Thus, in assembly, the manifold 38 may be maneuvered up into the
inside of the cap so that the wall 42 of part 40 butts against the
top of the annular top wall of the cap 22, the fingers 44 extending
through the opening 50. The fingers formed with appropriate
lead-ins flex to receive the base 34 and, when properly aligned
with the base and closed home, the barbs 46 snap into opening 36 to
hold the support 20 onto the cap 22 as the partial top wall of the
cap is held compressively between the flange 48 and the upper part
40.
The top of the support 20 is formed, as stated, with cylinders 24
(FIG. 3), open ends forward.

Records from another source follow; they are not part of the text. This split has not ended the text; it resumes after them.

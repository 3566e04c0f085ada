//! core::ops
//!
//! Durable history storage.
//!
//! # Modules
//!
//! - [`journal`] - Append-only action journal with fsync per record
//! - [`lock`] - Exclusive lock on the history data directory
//!
//! # Architecture
//!
//! A history engine:
//! 1. Acquires the exclusive history lock
//! 2. Opens the done and undone journals, recovering any torn tail
//! 3. Appends one record per successfully run action
//! 4. Pops records from the tail as actions are undone or redone

pub mod journal;
pub mod lock;

pub use journal::{Journal, JournalError};
pub use lock::{HistoryLock, LockError};
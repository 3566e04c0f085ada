//! Logging setup using tracing.
//!
//! Library code only emits `tracing` events; embedding applications call
//! [`init_logging`] once at startup to print them to stderr.

use tracing_subscriber::util::TryInitError;
use tracing_subscriber::{fmt, prelude::*, EnvFilter};

use crate::core::config::Config;

/// Filter directive used when `RUST_LOG` is not set.
///
/// `verbose` forces debug output for this crate; otherwise the configured
/// level applies, defaulting to info.
pub fn default_directive(verbose: bool, config: Option<&Config>) -> String {
    let level = if verbose {
        "debug"
    } else {
        config.map_or("info", Config::log_level)
    };
    format!("rewind={level}")
}

/// Install a stderr subscriber. `RUST_LOG` overrides the default filter.
///
/// # Errors
///
/// Fails if a global subscriber is already installed.
pub fn init_logging(verbose: bool, config: Option<&Config>) -> Result<(), TryInitError> {
    let filter = EnvFilter::try_from_default_env()
        .unwrap_or_else(|_| EnvFilter::new(default_directive(verbose, config)));

    let fmt_layer = fmt::layer()
        .with_writer(std::io::stderr)
        .with_target(true)
        .with_level(true);

    tracing_subscriber::registry()
        .with(filter)
        .with(fmt_layer)
        .try_init()
}
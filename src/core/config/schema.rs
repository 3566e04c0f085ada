//! core::config::schema
//!
//! Configuration schema types.
//!
//! # Global Config
//!
//! Located at (in order of precedence):
//! 1. `$REWIND_CONFIG` if set
//! 2. `$XDG_CONFIG_HOME/rewind/config.toml`
//! 3. `~/.rewind/config.toml` (canonical write location)
//!
//! # Validation
//!
//! Config values are validated after parsing: directories must be
//! absolute and distinct, and the log level must be one `tracing` knows.

use std::path::PathBuf;

use serde::{Deserialize, Serialize};

use super::ConfigError;

/// Global configuration (user scope).
///
/// # Example
///
/// ```toml
/// data_dir = "/home/me/.local/share/rewind"
/// trash_dir = "/home/me/.local/share/Trash"
///
/// [log]
/// level = "debug"
/// ```
#[derive(Debug, Clone, Default, Serialize, Deserialize, PartialEq)]
#[serde(default, deny_unknown_fields)]
pub struct GlobalConfig {
    /// Directory holding the history journals and lock file
    pub data_dir: Option<PathBuf>,

    /// Trash root (contains `info/` and `files/`)
    pub trash_dir: Option<PathBuf>,

    /// Logging settings
    pub log: Option<LogConfig>,
}

impl GlobalConfig {
    /// Validate the configuration values.
    ///
    /// # Errors
    ///
    /// Returns `ConfigError::InvalidValue` if any value is invalid.
    pub fn validate(&self) -> Result<(), ConfigError> {
        if let Some(dir) = &self.data_dir {
            if !dir.is_absolute() {
                return Err(ConfigError::InvalidValue(format!(
                    "data_dir must be an absolute path, got '{}'",
                    dir.display()
                )));
            }
        }

        if let Some(dir) = &self.trash_dir {
            if !dir.is_absolute() {
                return Err(ConfigError::InvalidValue(format!(
                    "trash_dir must be an absolute path, got '{}'",
                    dir.display()
                )));
            }
        }

        if let (Some(data), Some(trash)) = (&self.data_dir, &self.trash_dir) {
            if data == trash {
                return Err(ConfigError::InvalidValue(
                    "data_dir and trash_dir must differ".to_string(),
                ));
            }
        }

        if let Some(log) = &self.log {
            log.validate()?;
        }

        Ok(())
    }
}

/// Logging configuration.
#[derive(Debug, Clone, Default, Serialize, Deserialize, PartialEq)]
#[serde(default, deny_unknown_fields)]
pub struct LogConfig {
    /// Level for the `rewind` target ("error", "warn", "info", "debug", "trace")
    pub level: Option<String>,
}

impl LogConfig {
    /// Valid log levels.
    pub const VALID_LEVELS: &'static [&'static str] = &["error", "warn", "info", "debug", "trace"];

    /// Validate the logging configuration.
    pub fn validate(&self) -> Result<(), ConfigError> {
        if let Some(level) = &self.level {
            if !Self::VALID_LEVELS.contains(&level.as_str()) {
                return Err(ConfigError::InvalidValue(format!(
                    "invalid log level '{}', must be one of: {}",
                    level,
                    Self::VALID_LEVELS.join(", ")
                )));
            }
        }
        Ok(())
    }
}
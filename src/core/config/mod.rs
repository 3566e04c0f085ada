//! core::config
//!
//! Configuration schema and loading.
//!
//! # Precedence
//!
//! Configuration values are resolved in this order (later overrides earlier):
//! 1. Default values (platform data directory)
//! 2. Global config file
//! 3. Caller overrides (not handled here)
//!
//! # Global Config Locations
//!
//! Searched in order:
//! 1. `$REWIND_CONFIG` if set
//! 2. `$XDG_CONFIG_HOME/rewind/config.toml`
//! 3. `~/.rewind/config.toml` (canonical write location)
//!
//! # Example
//!
//! ```no_run
//! use rewind::core::config::Config;
//!
//! let config = Config::load().unwrap();
//! let paths = config.paths().unwrap();
//! println!("journals in {}", paths.data_dir.display());
//! println!("trash in {}", paths.trash_dir.display());
//! ```

pub mod schema;

pub use schema::{GlobalConfig, LogConfig};

use std::fs;
use std::io::Write;
use std::path::{Path, PathBuf};
use thiserror::Error;

use crate::core::paths::RewindPaths;

/// Environment variable naming an explicit config file.
pub const CONFIG_ENV: &str = "REWIND_CONFIG";

/// Errors from configuration operations.
#[derive(Debug, Error)]
pub enum ConfigError {
    #[error("failed to read config file '{path}': {source}")]
    ReadError {
        path: PathBuf,
        source: std::io::Error,
    },

    #[error("failed to parse config file '{path}': {message}")]
    ParseError { path: PathBuf, message: String },

    #[error("failed to write config file '{path}': {source}")]
    WriteError {
        path: PathBuf,
        source: std::io::Error,
    },

    #[error("invalid config value: {0}")]
    InvalidValue(String),

    #[error("home directory not found")]
    NoHomeDir,

    #[error("no platform data directory; set data_dir and trash_dir explicitly")]
    NoDataDir,
}

/// Loaded configuration.
#[derive(Debug, Clone, Default)]
pub struct Config {
    /// Global configuration
    pub global: GlobalConfig,
    /// Path to the global config file (if loaded)
    global_path: Option<PathBuf>,
}

impl Config {
    /// Load configuration from the default locations.
    ///
    /// # Errors
    ///
    /// Returns an error if a config file exists but cannot be parsed or
    /// fails validation. A missing config file is not an error.
    pub fn load() -> Result<Self, ConfigError> {
        let path = Self::locate_global();
        Self::load_from(path.as_deref())
    }

    /// Load configuration from an explicit file, or defaults if `None`.
    pub fn load_from(path: Option<&Path>) -> Result<Self, ConfigError> {
        let (global, global_path) = match path {
            Some(path) => (Self::read_global_config(path)?, Some(path.to_path_buf())),
            None => (GlobalConfig::default(), None),
        };

        global.validate()?;

        Ok(Config {
            global,
            global_path,
        })
    }

    /// Wrap an in-memory configuration, e.g. one built by an embedding
    /// application.
    pub fn from_global(global: GlobalConfig) -> Result<Self, ConfigError> {
        global.validate()?;
        Ok(Config {
            global,
            global_path: None,
        })
    }

    /// Find the first existing global config file.
    fn locate_global() -> Option<PathBuf> {
        // 1. Check $REWIND_CONFIG
        if let Ok(path) = std::env::var(CONFIG_ENV) {
            let path = PathBuf::from(path);
            if path.exists() {
                return Some(path);
            }
        }

        // 2. Check $XDG_CONFIG_HOME/rewind/config.toml
        if let Ok(xdg_home) = std::env::var("XDG_CONFIG_HOME") {
            let path = PathBuf::from(xdg_home).join("rewind/config.toml");
            if path.exists() {
                return Some(path);
            }
        }

        // 3. Check ~/.rewind/config.toml
        if let Some(home) = dirs::home_dir() {
            let path = home.join(".rewind/config.toml");
            if path.exists() {
                return Some(path);
            }
        }

        None
    }

    /// Read and parse a global config file.
    fn read_global_config(path: &Path) -> Result<GlobalConfig, ConfigError> {
        let contents = fs::read_to_string(path).map_err(|e| ConfigError::ReadError {
            path: path.to_path_buf(),
            source: e,
        })?;

        toml::from_str(&contents).map_err(|e| ConfigError::ParseError {
            path: path.to_path_buf(),
            message: e.to_string(),
        })
    }

    /// Get the canonical path for global config.
    ///
    /// Returns `~/.rewind/config.toml`.
    pub fn global_config_path() -> Result<PathBuf, ConfigError> {
        let home = dirs::home_dir().ok_or(ConfigError::NoHomeDir)?;
        Ok(home.join(".rewind/config.toml"))
    }

    /// Write global config atomically to the canonical location.
    pub fn write_global(config: &GlobalConfig) -> Result<PathBuf, ConfigError> {
        let path = Self::global_config_path()?;
        Self::write_config_atomic(&path, config)?;
        Ok(path)
    }

    /// Write a config file atomically.
    ///
    /// Creates parent directories if needed, writes to a temp file in the
    /// same directory, fsyncs it, then renames it over the destination.
    pub fn write_config_atomic(path: &Path, config: &GlobalConfig) -> Result<(), ConfigError> {
        config.validate()?;

        if let Some(parent) = path.parent() {
            fs::create_dir_all(parent).map_err(|e| ConfigError::WriteError {
                path: path.to_path_buf(),
                source: e,
            })?;
        }

        let contents =
            toml::to_string_pretty(config).map_err(|e| ConfigError::InvalidValue(e.to_string()))?;

        let temp_path = path.with_extension("toml.tmp");
        let mut file = fs::File::create(&temp_path).map_err(|e| ConfigError::WriteError {
            path: temp_path.clone(),
            source: e,
        })?;

        file.write_all(contents.as_bytes())
            .map_err(|e| ConfigError::WriteError {
                path: temp_path.clone(),
                source: e,
            })?;

        file.sync_all().map_err(|e| ConfigError::WriteError {
            path: temp_path.clone(),
            source: e,
        })?;

        fs::rename(&temp_path, path).map_err(|e| ConfigError::WriteError {
            path: path.to_path_buf(),
            source: e,
        })?;

        Ok(())
    }

    // =========================================================================
    // Accessor methods with defaults
    // =========================================================================

    /// Resolve the storage paths, filling gaps with platform defaults.
    ///
    /// # Errors
    ///
    /// Returns `ConfigError::NoDataDir` if a directory is not configured
    /// and the platform has no data directory.
    pub fn paths(&self) -> Result<RewindPaths, ConfigError> {
        let defaults = RewindPaths::platform_default();

        let data_dir = match &self.global.data_dir {
            Some(dir) => dir.clone(),
            None => defaults
                .as_ref()
                .map(|d| d.data_dir.clone())
                .ok_or(ConfigError::NoDataDir)?,
        };

        let trash_dir = match &self.global.trash_dir {
            Some(dir) => dir.clone(),
            None => defaults
                .as_ref()
                .map(|d| d.trash_dir.clone())
                .ok_or(ConfigError::NoDataDir)?,
        };

        Ok(RewindPaths::new(data_dir, trash_dir))
    }

    /// Get the configured log level.
    ///
    /// Defaults to "info" if not configured.
    pub fn log_level(&self) -> &str {
        self.global
            .log
            .as_ref()
            .and_then(|l| l.level.as_deref())
            .unwrap_or("info")
    }

    /// Get the path to the loaded global config file.
    pub fn global_config_loaded_from(&self) -> Option<&Path> {
        self.global_path.as_deref()
    }
}

#[cfg(test)]
mod tests {
    use super::*;
    use tempfile::TempDir;

    #[test]
    fn load_from_none_uses_defaults() {
        let config = Config::load_from(None).unwrap();

        assert!(config.global_config_loaded_from().is_none());
        assert_eq!(config.log_level(), "info");
    }

    #[test]
    fn load_from_file() {
        let temp = TempDir::new().unwrap();
        let config_path = temp.path().join("config.toml");

        fs::write(
            &config_path,
            r#"
            data_dir = "/srv/rewind"
            trash_dir = "/srv/Trash"

            [log]
            level = "debug"
            "#,
        )
        .unwrap();

        let config = Config::load_from(Some(&config_path)).unwrap();
        let paths = config.paths().unwrap();

        assert_eq!(paths.data_dir, PathBuf::from("/srv/rewind"));
        assert_eq!(paths.trash_dir, PathBuf::from("/srv/Trash"));
        assert_eq!(config.log_level(), "debug");
        assert_eq!(config.global_config_loaded_from(), Some(config_path.as_path()));
    }

    #[test]
    fn unknown_fields_rejected() {
        let temp = TempDir::new().unwrap();
        let config_path = temp.path().join("config.toml");
        fs::write(&config_path, "unknown_field = true\n").unwrap();

        let result = Config::load_from(Some(&config_path));
        assert!(matches!(result, Err(ConfigError::ParseError { .. })));
    }

    #[test]
    fn invalid_values_rejected() {
        let temp = TempDir::new().unwrap();
        let config_path = temp.path().join("config.toml");
        fs::write(&config_path, "data_dir = \"relative\"\n").unwrap();

        let result = Config::load_from(Some(&config_path));
        assert!(matches!(result, Err(ConfigError::InvalidValue(_))));
    }

    #[test]
    fn missing_file_is_read_error() {
        let temp = TempDir::new().unwrap();
        let result = Config::load_from(Some(&temp.path().join("absent.toml")));
        assert!(matches!(result, Err(ConfigError::ReadError { .. })));
    }

    #[test]
    fn write_config_atomic_roundtrip() {
        let temp = TempDir::new().unwrap();
        let path = temp.path().join("nested/config.toml");

        let config = GlobalConfig {
            data_dir: Some(PathBuf::from("/srv/rewind")),
            ..Default::default()
        };

        Config::write_config_atomic(&path, &config).unwrap();

        assert!(path.exists());
        assert!(!path.with_extension("toml.tmp").exists());
        let loaded = Config::load_from(Some(&path)).unwrap();
        assert_eq!(loaded.global, config);
    }

    #[test]
    fn partial_config_falls_back_for_trash() {
        let config = Config {
            global: GlobalConfig {
                data_dir: Some(PathBuf::from("/srv/rewind")),
                ..Default::default()
            },
            global_path: None,
        };

        // trash_dir comes from the platform default when one exists
        if let Ok(paths) = config.paths() {
            assert_eq!(paths.data_dir, PathBuf::from("/srv/rewind"));
            assert!(paths.trash_dir.ends_with("Trash"));
        }
    }
}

The cylinders, as shown, are
side-by-side and adjacent their closed ends separate riser tubes 52
connect and extend vertically downward. These telescope
respectively into upward fittings 54 integral with the upper part
40. The fittings each contain an upstream check ball 56 which
normally seats on an inclined annular seat 58 at the bottom of the
fitting and open to the inside of the manifold 38. Inward nibs 60
in the fitting limit the upward travel of the ball 56 during
aspiration.
Positioned under the respective cylinders 24 are the vent valve
cylinders 64, open ends also forward. The rear end of the vent
cylinders is open and communicate respectively with downward
passages 66 in the support 20. These passages receive respectively
upward spuds 68 integral with and communicating with the upper part
40 of the manifold. The spuds terminate on the other side of the
top wall 42 of the manifold with downward boundary walls 70 and 72
(FIG. 4a) which help define independent passageways 74 and 76 in
the manifold 38 for reasons which will appear. The upper part 40 of
the manifold further comprises a unitary downward outside wall 80
and an inside vertical wall 82. A zig-zag partition wall 84 bisects
the interior of the manifold into two internal chambers 86 and 88
and is molded unitary with the top part (FIG.5).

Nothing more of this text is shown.